Declining enrollment at an innovative satellite program of UNC’s pharmacy school has led to the program’s suspension.

The Elizabeth City State University branch of UNC’s Eshelman School of Pharmacy has seen low numbers of applicants in recent years. UNC System President Thomas Ross ’75 (JD) suspended the program in February.

Dean Robert Blouin addressed the suspension in a statement:

“President Ross underscored that this is not a permanent closure of the program. Instead, we have been asked to suspend new admissions at that location and work with ECSU to improve on areas found to need special attention and to strengthen the student pipeline to the program while enhancing recruitment efforts.”

The ECSU program will not accept new applications for the indefinite future. It originally sought to maintain an enrollment of 15 students with a plan to expand to 32 but never reached the goal, with 14 in the first year, dropping to 11 in the 2007-08 academic year and to seven in 2010-11 before climbing to 12 last year.

Launched in 2005, the UNC/ECSU Doctor of Pharmacy Partnership Program offers students at Elizabeth City State the resources to pursue a doctorate in pharmaceutical medicine. In addition to in-class instruction from ECSU faculty, students in the program receive videoconference instruction from UNC pharmacists and complete field work in the N.C. Area Health Education Centers.

The suspension comes three years after the opening of its new 52,500-square-foot facility on the ECSU campus.

A goal of the program was to increase the number of pharmacists in rural or underserved parts of the state, especially in northeastern North Carolina. The school launched another such program at UNC-Asheville in 2010 to address a shortage of pharmacists in the western regions of the state. The Asheville program will remain open following the Elizabeth City State suspension.

“This decision in no way affects our satellite campus in Asheville,” said David Etchison ’93, director of communications.

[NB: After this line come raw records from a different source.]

impl YamlEmitter {
    /// Creates an emitter using `style_rule` for string scalars.
    #[must_use]
    pub const fn new(style_rule: ScalarStyleRule) -> Self {
        Self { style_rule }
    }

    /// Serializes a value as a complete YAML document.
    ///
    /// # Errors
    ///
    /// Returns [`YamlError::UnsupportedKey`] if a mapping key is itself a
    /// mapping or sequence.
    pub fn emit(&self, value: &Value) -> Result<String, YamlError> {
        let mut out = String::new();
        match value {
            Value::Mapping(map) if !map.is_empty() => self.write_mapping(&mut out, map, 0, false)?,
            Value::Sequence(seq) if !seq.is_empty() => {
                self.write_sequence(&mut out, seq, 0, false)?;
            }
            Value::Tagged(tagged) => {
                out.push_str(&tagged.tag.to_string());
                self.write_node(&mut out, &tagged.value, 0, false)?;
            }
            scalar => self.write_scalar(&mut out, scalar, INDENT),
        }
        Ok(out)
    }

    fn write_mapping(
        &self,
        out: &mut String,
        map: &Mapping,
        indent: usize,
        first_inline: bool,
    ) -> Result<(), YamlError> {
        let mut entries = map
            .iter()
            .map(|(key, value)| Ok((sort_key(key)?, value, key)))
            .collect::<Result<Vec<_>, YamlError>>()?;
        entries.sort_by(|a, b| a.0.cmp(&b.0));

        for (i, (_, value, key)) in entries.into_iter().enumerate() {
            let key = render_key(key);
            if !(first_inline && i == 0) {
                push_indent(out, indent);
            }
            out.push_str(&key);
            out.push(':');
            self.write_node(out, value, indent, false)?;
        }
        Ok(())
    }

    fn write_sequence(
        &self,
        out: &mut String,
        seq: &[Value],
        indent: usize,
        first_inline: bool,
    ) -> Result<(), YamlError> {
        for (i, item) in seq.iter().enumerate() {
            if !(first_inline && i == 0) {
                push_indent(out, indent);
            }
            out.push('-');
            self.write_node(out, item, indent, true)?;
        }
        Ok(())
    }

    /// Writes a node whose `key:` or `-` indicator sits at `indent`; the
    /// cursor is right after the indicator. Always ends with a line break.
    fn write_node(
        &self,
        out: &mut String,
        value: &Value,
        indent: usize,
        in_sequence: bool,
    ) -> Result<(), YamlError> {
        match value {
            Value::Mapping(map) if !map.is_empty() => {
                if in_sequence {
                    out.push(' ');
                    self.write_mapping(out, map, indent + INDENT, true)
                } else {
                    out.push('\n');
                    self.write_mapping(out, map, indent + INDENT, false)
                }
            }
            Value::Sequence(seq) if !seq.is_empty() => {
                if in_sequence {
                    out.push(' ');
                    self.write_sequence(out, seq, indent + INDENT, true)
                } else {
                    out.push('\n');
                    self.write_sequence(out, seq, indent, false)
                }
            }
            Value::Tagged(tagged) => {
                out.push(' ');
                out.push_str(&tagged.tag.to_string());
                match &tagged.value {
                    Value::Mapping(map) if !map.is_empty() => {
                        out.push('\n');
                        self.write_mapping(out, map, indent + INDENT, false)
                    }
                    Value::Sequence(seq) if !seq.is_empty() => {
                        out.push('\n');
                        self.write_sequence(out, seq, indent + INDENT, false)
                    }
                    inner => self.write_node(out, inner, indent, in_sequence),
                }
            }
            scalar => {
                out.push(' ');
                self.write_scalar(out, scalar, indent + INDENT);
                Ok(())
            }
        }
    }

    /// Writes a scalar (or empty collection) followed by a line break.
    /// `content_indent` is used by literal blocks.
    fn write_scalar(&self, out: &mut String, value: &Value, content_indent: usize) {
        match value {
            Value::String(text) => {
                if (self.style_rule)(text) == ScalarStyle::Literal && literal_allowed(text) {
                    write_literal(out, text, content_indent);
                    return;
                }
                out.push_str(&render_string(text));
            }
            Value::Mapping(_) => out.push_str("{}"),
            Value::Sequence(_) => out.push_str("[]"),
            other => out.push_str(&render_plain_scalar(other)),
        }
        out.push('\n');
    }

}

/// Keys sort by their content, not by their rendered (possibly quoted) form.
fn sort_key(key: &Value) -> Result<String, YamlError> {
    match key {
        Value::String(text) => Ok(text.clone()),
        Value::Mapping(_) | Value::Sequence(_) | Value::Tagged(_) => {
            Err(YamlError::UnsupportedKey(format!("{key:?}")))
        }
        other => Ok(render_plain_scalar(other)),
    }
}

fn render_key(key: &Value) -> String {
    match key {
        Value::String(text) => render_string(text),
        other => render_plain_scalar(other),
    }
}

fn push_indent(out: &mut String, indent: usize) {
    out.extend(std::iter::repeat_n(' ', indent));
}

/// Renders null, booleans and numbers.
fn render_plain_scalar(value: &Value) -> String {
    match value {
        Value::Null => "null".to_owned(),
        Value::Bool(flag) => flag.to_string(),
        Value::Number(number) => number.to_string(),
        _ => String::new(),
    }
}

/// Renders a string on one line: plain if unambiguous, single-quoted if
/// printable, double-quoted otherwise.
fn render_string(text: &str) -> String {
    if plain_allowed(text) {
        text.to_owned()
    } else if !text.chars().any(needs_escape) {
        format!("'{}'", text.replace('\'', "''"))
    } else {
        double_quoted(text)
    }
}

/// Double-quoted scalar with every control character escaped.
fn double_quoted(text: &str) -> String {
    let mut out = String::with_capacity(text.len() + 2);
    out.push('"');
    for c in text.chars() {
        match c {
            '"' => out.push_str("\\\""),
            '\\' => out.push_str("\\\\"),
            '\n' => out.push_str("\\n"),
            '\t' => out.push_str("\\t"),
            '\r' => out.push_str("\\r"),
            c if needs_escape(c) => push_escape(&mut out, c),
            c => out.push(c),
        }
    }
    out.push('"');
    out
}

/// Characters YAML readers do not keep verbatim outside double quotes.
fn needs_escape(c: char) -> bool {
    c.is_control() || matches!(c, '\u{2028}' | '\u{2029}' | '\u{feff}')
}

fn push_escape(out: &mut String, c: char) {
    let code = u32::from(c);
    if code <= 0xFF {
        out.push_str(&format!("\\x{code:02X}"));
    } else {
        out.push_str(&format!("\\u{code:04X}"));
    }
}

fn plain_allowed(text: &str) -> bool {
    let Some(first) = text.chars().next() else {
        return false;
    };
    if INDICATORS.contains(&first) || first.is_whitespace() || text.ends_with(char::is_whitespace)
    {
        return false;
    }
    if text.chars().any(needs_escape) {
        return false;
    }
    if text.contains(": ") || text.contains(" #") || text.ends_with(':') || text.starts_with("...")
    {
        return false;
    }
    let lowered = text.to_lowercase();
    if RESERVED_WORDS.contains(&lowered.as_str()) {
        return false;
    }
    !looks_numeric(text)
}

/// Numbers, and number-like strings such as dates, `1_000` or `0x1F`.
fn looks_numeric(text: &str) -> bool {
    if text.parse::<f64>().is_ok() {
        return true;
    }
    let lowered = text.to_lowercase();
    if lowered.starts_with("0x") || lowered.starts_with("0o") || lowered.starts_with("0b") {
        return true;
    }
    let digits = text.trim_start_matches(['+', '-']);
    digits.starts_with(|c: char| c.is_ascii_digit())
        && digits
            .chars()
            .all(|c| c.is_ascii_digit() || matches!(c, '_' | '.' | '-' | ':' | 'e' | 'E' | '+'))
}

/// Literal blocks cannot represent every string; those fall back to quoting.
fn literal_allowed(text: &str) -> bool {
    let body = text.trim_end_matches('\n');
    !body.is_empty()
        && !body.starts_with([' ', '\t', '\n'])
        && !text
            .chars()
            .any(|c| needs_escape(c) && c != '\n' && c != '\t')
}

fn write_literal(out: &mut String, text: &str, content_indent: usize) {
    let body = text.trim_end_matches('\n');
    let trailing = text.len() - body.len();
    let chomping = match trailing {
        0 => "-",
        1 => "",
        _ => "+",
    };
    out.push('|');
    out.push_str(chomping);
    out.push('\n');

    for line in body.split('\n') {
        if !line.is_empty() {
            push_indent(out, content_indent);
            out.push_str(line);
        }
        out.push('\n');
    }
    for _ in 1..trailing {
        out.push('\n');
    }
}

In the March 29 edition of his newsletter, Blouin said officials at Carolina and Elizabeth City State have worked to improve the program since the suspension. In addition to hiring a student services specialist in February, the school is establishing a simplified tuition payment system and semester residencies for Elizabeth City State students at Chapel Hill.

Blouin stressed that the focus is to improve the suspended program and said he planned to keep the communities of both campuses updated on the progress.